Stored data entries
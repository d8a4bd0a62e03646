use std::cell::RefCell;
use std::rc::Rc;

use nalgebra::{Point3, Vector3};
use osteoplan::config::PlannerConfig;
use osteoplan::cut::Side;
use osteoplan::errors::AssembleError;
use osteoplan::event::{PlannerEvent, PlannerListener};
use osteoplan::float_types::Real;
use osteoplan::plane::{Movable, Plane};
use osteoplan::planner::{CutPlanner, SegmentSelection};
use osteoplan::shapes;

fn plane_at_x(x: Real) -> Plane {
    Plane::new(Point3::new(x, 0.5, 0.5), Vector3::x(), Movable::Dynamic)
}

struct Recorder(Rc<RefCell<Vec<PlannerEvent>>>);

impl PlannerListener for Recorder {
    fn on_event(&mut self, event: &PlannerEvent) {
        self.0.borrow_mut().push(event.clone());
    }
}

#[test]
fn configured_scale_is_applied_at_init() {
    let config = PlannerConfig {
        scale: 2.0,
        ..PlannerConfig::default()
    };
    let planner = CutPlanner::new(shapes::cube(1.0), &config).unwrap();
    let (_, maxs) = planner.mesh().bounding_box().unwrap();
    assert_eq!(maxs, Point3::new(2.0, 2.0, 2.0));
}

#[test]
fn invalid_scale_is_rejected_at_init() {
    let config = PlannerConfig {
        scale: 0.0,
        ..PlannerConfig::default()
    };
    assert!(CutPlanner::new(shapes::cube(1.0), &config).is_err());
}

#[test]
fn uncut_planner_carries_no_derived_state() {
    let mut planner = CutPlanner::new(shapes::cube(1.0), &PlannerConfig::default()).unwrap();
    let id = planner.add_plane(plane_at_x(0.5));
    // Intersections are maintained even before the cut.
    assert_eq!(planner.intersections().get(id).len(), 8);
    assert!(planner.cut_output().is_none());
    assert!(planner.segments().is_none());
    assert!(planner.flood().is_none());
}

#[test]
fn cutting_builds_the_full_pipeline_state() {
    let mut planner = CutPlanner::new(shapes::cube(1.0), &PlannerConfig::default()).unwrap();
    planner.add_plane(plane_at_x(0.5));
    planner.set_is_cut(Side::Interior, true, true);

    assert!(planner.is_cut());
    let output = planner.cut_output().unwrap();
    assert_eq!(output.kept.len(), 2);
    assert_eq!(output.replaced.len(), 8);
    assert!(planner.segments().is_some());
    assert!(planner.flood().is_some());

    planner.set_is_cut(Side::Interior, false, false);
    assert!(planner.cut_output().is_none());
}

#[test]
fn moving_a_plane_off_the_mesh_empties_the_cut() {
    let mut planner = CutPlanner::new(shapes::cube(1.0), &PlannerConfig::default()).unwrap();
    let id = planner.add_plane(plane_at_x(0.5));
    planner.set_is_cut(Side::Interior, true, true);
    assert!(!planner.cut_output().unwrap().kept.is_empty());

    planner.move_plane(id, plane_at_x(5.0));
    assert!(planner.intersections().get(id).is_empty());
    // No intersected triangles means no flood seeds: every triangle is
    // unreachable and lands in the extracted set.
    let output = planner.cut_output().unwrap();
    assert!(output.kept.is_empty());
    assert_eq!(output.extracted.len(), 12);
}

#[test]
fn deleting_ghost_planes_restores_the_boundary_pair() {
    let mut planner = CutPlanner::new(shapes::bar(20.0, 1.0, 20), &PlannerConfig::default()).unwrap();
    let left = planner.add_plane(plane_at_x(2.5));
    let right = planner.add_plane(plane_at_x(17.5));
    let g0 = planner.add_ghost_plane(plane_at_x(8.5));
    let g1 = planner.add_ghost_plane(plane_at_x(11.5));
    assert_eq!(planner.registry().order(), [left, g0, g1, right]);

    planner.delete_ghost_planes();
    assert_eq!(planner.registry().order(), [left, right]);
    assert!(!planner.intersections().contains(g0));
    assert!(!planner.intersections().contains(g1));
}

#[test]
fn listeners_observe_geometry_and_cut_events() {
    let events = Rc::new(RefCell::new(Vec::new()));
    let mut planner = CutPlanner::new(shapes::cube(1.0), &PlannerConfig::default()).unwrap();
    planner.add_listener(Box::new(Recorder(events.clone())));

    planner.add_plane(plane_at_x(0.5));
    assert_eq!(*events.borrow(), [PlannerEvent::GeometryUpdated]);

    planner.set_is_cut(Side::Interior, true, true);
    assert_eq!(
        events.borrow().last(),
        Some(&PlannerEvent::CutCompleted { side: Side::Interior })
    );
}

#[test]
fn transfer_round_trip_builds_the_composite() {
    // Fibula: keep the alternating bands between the ghost pairs.
    let mut fibula =
        CutPlanner::new(shapes::bar(20.0, 1.0, 20), &PlannerConfig::default()).unwrap();
    fibula.add_plane(plane_at_x(2.5));
    fibula.add_plane(plane_at_x(17.5));
    fibula.add_ghost_plane(plane_at_x(5.5));
    fibula.add_ghost_plane(plane_at_x(8.5));
    fibula.add_ghost_plane(plane_at_x(11.5));
    fibula.add_ghost_plane(plane_at_x(14.5));
    fibula.set_segment_selection(SegmentSelection::AlternatingBands);
    fibula.set_is_cut(Side::Interior, true, true);

    let packet = fibula.send_to_mandible().unwrap();
    assert_eq!(packet.color_count, 3);
    assert_eq!(packet.plane_ids.len(), 6);
    assert_eq!(packet.validate(), Ok(()));

    // Mandible: cut away the middle, keep the outer ends.
    let mut mandible =
        CutPlanner::new(shapes::bar(10.0, 1.0, 10), &PlannerConfig::default()).unwrap();
    mandible.add_plane(plane_at_x(2.5));
    mandible.add_plane(plane_at_x(7.5));
    mandible.set_is_cut(Side::Exterior, true, true);

    let composite = mandible.receive_from_fibula(&packet).unwrap();
    assert!(composite.mandible_vertex_count > 0);
    assert_eq!(composite.color_count, 3);
    assert!(
        composite.colors[..composite.mandible_vertex_count]
            .iter()
            .all(|&c| c == osteoplan::assemble::MANDIBLE_TAG)
    );
    assert_eq!(
        composite.vertices.len(),
        composite.mandible_vertex_count + packet.vertices.len()
    );
    // Fibula-origin triangles were appended after the mandible's and index
    // only into the fibula's block of the concatenated vertex array.
    let mandible_triangles = composite.triangles.len() - packet.triangles.len();
    for tri in &composite.triangles[mandible_triangles..] {
        for &v in tri {
            assert!((v as usize) >= composite.mandible_vertex_count);
            assert!((v as usize) < composite.vertices.len());
        }
    }
    assert!(mandible.composite().is_some());
}

#[test]
fn uncut_mandible_rejects_the_transfer() {
    let mut fibula =
        CutPlanner::new(shapes::bar(10.0, 1.0, 10), &PlannerConfig::default()).unwrap();
    fibula.add_plane(plane_at_x(2.5));
    fibula.add_plane(plane_at_x(7.5));
    fibula.set_is_cut(Side::Interior, true, true);
    let packet = fibula.send_to_mandible().unwrap();

    let mut mandible = CutPlanner::new(shapes::cube(1.0), &PlannerConfig::default()).unwrap();
    assert!(matches!(
        mandible.receive_from_fibula(&packet),
        Err(AssembleError::MandibleNotCut)
    ));
}

#[test]
fn disabled_transfer_produces_no_packet() {
    let mut fibula =
        CutPlanner::new(shapes::bar(10.0, 1.0, 10), &PlannerConfig::default()).unwrap();
    fibula.add_plane(plane_at_x(2.5));
    fibula.add_plane(plane_at_x(7.5));
    fibula.set_is_cut(Side::Interior, true, true);

    fibula.set_transfer(false);
    assert!(fibula.build_transfer_packet().is_none());
    assert!(fibula.send_to_mandible().is_none());

    fibula.set_transfer(true);
    assert!(fibula.build_transfer_packet().is_some());
}

#[test]
fn cutting_is_idempotent_across_recomputes() {
    let mut planner =
        CutPlanner::new(shapes::bar(10.0, 1.0, 10), &PlannerConfig::default()).unwrap();
    planner.add_plane(plane_at_x(2.5));
    planner.add_plane(plane_at_x(7.5));
    planner.set_is_cut(Side::Interior, true, true);
    let first_kept = planner.cut_output().unwrap().kept.clone();

    planner.update_plane_intersections();
    assert_eq!(planner.cut_output().unwrap().kept, first_kept);
}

- **Work request**
Only the lines above from the one with "assert_eq!(packet.plane_ids.len(), 6);" through the one with "let composite = mandible.receive_from_fibula(&packet).unwrap();" should be duplicated, character for character.

- **Result below**
    assert_eq!(packet.plane_ids.len(), 6);
    assert_eq!(packet.validate(), Ok(()));

    // Mandible: cut away the middle, keep the outer ends.
    let mut mandible =
        CutPlanner::new(shapes::bar(10.0, 1.0, 10), &PlannerConfig::default()).unwrap();
    mandible.add_plane(plane_at_x(2.5));
    mandible.add_plane(plane_at_x(7.5));
    mandible.set_is_cut(Side::Exterior, true, true);

    let composite = mandible.receive_from_fibula(&packet).unwrap();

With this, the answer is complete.